En un mundo cada vez más conectado digitalmente, pero en ocasiones más desconectado emocionalmente, enseñar empatía a los niños se ha convertido en una de las tareas más importantes para las familias y las escuelas. Más allá de los logros académicos, formar personas capaces de comprender, respetar y ayudar a los demás es una de las mejores herramientas para construir relaciones sanas y afrontar los desafíos de la vida.
En el Colegio México Americano, creemos que la educación integral no solo implica desarrollar conocimientos y habilidades, sino también fortalecer valores que permitan a nuestros alumnos convertirse en ciudadanos responsables, conscientes y emocionalmente inteligentes.
La empatía es la capacidad de comprender cómo se siente otra persona y ponerse en su lugar. No significa necesariamente estar de acuerdo con alguien, sino ser capaces de reconocer sus emociones, entender su perspectiva y actuar con respeto y consideración.
Los niños que desarrollan empatía suelen tener mejores relaciones sociales, resuelven conflictos de manera más positiva y muestran mayor disposición para colaborar y ayudar a otros.
La psiquiatra y escritora española Marian Rojas Estapé ha destacado en diversas conferencias y publicaciones la importancia de la educación emocional durante la infancia. Según explica, el cerebro de los niños se encuentra en pleno desarrollo, y las experiencias emocionales que viven durante esta etapa influyen directamente en la forma en que gestionarán sus relaciones y emociones en el futuro.
Rojas Estapé señala que los niños aprenden principalmente a través del ejemplo. Por ello, cuando observan en casa comportamientos de respeto, escucha activa, comprensión y amabilidad, desarrollan con mayor facilidad la capacidad de empatizar con los demás.
Además, la especialista enfatiza que enseñar a los niños a identificar y expresar sus propias emociones es un paso fundamental para que también puedan comprender las emociones de quienes los rodean.
Los niños empáticos suelen establecer amistades más sólidas y positivas. Aprenden a escuchar, respetar diferencias y resolver desacuerdos de forma constructiva.
Cuando los niños comprenden cómo sus acciones afectan a otras personas, es más probable que desarrollen conductas respetuosas y disminuyan comportamientos relacionados con el acoso escolar o la exclusión social.
La empatía está estrechamente relacionada con la inteligencia emocional. Los niños que reconocen emociones en sí mismos y en los demás suelen manejar mejor la frustración, el estrés y los conflictos cotidianos.
La capacidad de colaborar, escuchar ideas diferentes y apoyar a otros es una habilidad cada vez más valorada tanto en el ámbito académico como profesional.
Cuando los hijos expresan una emoción o preocupación, es importante escuchar sin juzgar ni minimizar lo que sienten. Esto les ayuda a comprender que todas las emociones son válidas y merecen ser atendidas.
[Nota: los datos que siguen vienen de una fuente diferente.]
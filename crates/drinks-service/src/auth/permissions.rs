//! Permission check on verified claims.

use crate::auth::claims::Claims;
use crate::errors::AuthError;

/// Confirm that `claims` grants `required`.
///
/// # Errors
///
/// - `MalformedToken` if the token carries no `permissions` claim at all.
/// - `Forbidden` if `required` is not one of the granted permissions.
pub fn check_permission(required: &str, claims: &Claims) -> Result<(), AuthError> {
    let permissions = claims.permissions.as_ref().ok_or_else(|| {
        tracing::debug!(target: "drinks.auth.permissions", "Token has no permissions claim");
        AuthError::MalformedToken
    })?;

    if !claims.has_permission(required) {
        tracing::debug!(
            target: "drinks.auth.permissions",
            required = %required,
            granted = permissions.len(),
            "Required permission not granted"
        );
        return Err(AuthError::Forbidden);
    }

    Ok(())
}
Preguntas sencillas como “¿Cómo te sentiste hoy?” o “¿Cómo crees que se sintió tu compañero?” ayudan a desarrollar la reflexión emocional desde edades tempranas.
Los niños observan constantemente a los adultos. Mostrar paciencia, respeto y comprensión hacia familiares, amigos y desconocidos les enseña más que cualquier discurso.
Participar en actividades de ayuda comunitaria, colaborar con compañeros o realizar pequeños actos de generosidad fortalece la sensibilidad hacia las necesidades de otras personas.
Marian Rojas Estapé ha señalado en diversas ocasiones que el exceso de dispositivos puede afectar la calidad de las relaciones personales. Promover momentos de convivencia familiar favorece el desarrollo de habilidades sociales y emocionales.
La empatía se fortalece cuando existe un trabajo conjunto entre familia y escuela. En un entorno educativo positivo, los alumnos aprenden a convivir con personas diferentes, a respetar opiniones diversas y a desarrollar habilidades de comunicación que serán fundamentales durante toda su vida.
En el Colegio México Americano, promovemos una formación integral que combina la excelencia académica con el desarrollo de valores, habilidades socioemocionales y experiencias que ayudan a nuestros estudiantes a crecer como personas sensibles, responsables y comprometidas con su comunidad.
Enseñar empatía desde pequeños no solo ayuda a formar niños más amables y respetuosos; también contribuye a su bienestar emocional y a la construcción de relaciones saludables a lo largo de toda su vida. Como señala Marian Rojas Estapé, las emociones y los vínculos que cultivamos durante la infancia tienen un impacto profundo en nuestro desarrollo futuro.
Al acompañar a nuestros hijos con escucha, comprensión y ejemplo, estamos sembrando una de las habilidades más valiosas para su crecimiento personal y social: la capacidad de entender y conectar con los demás.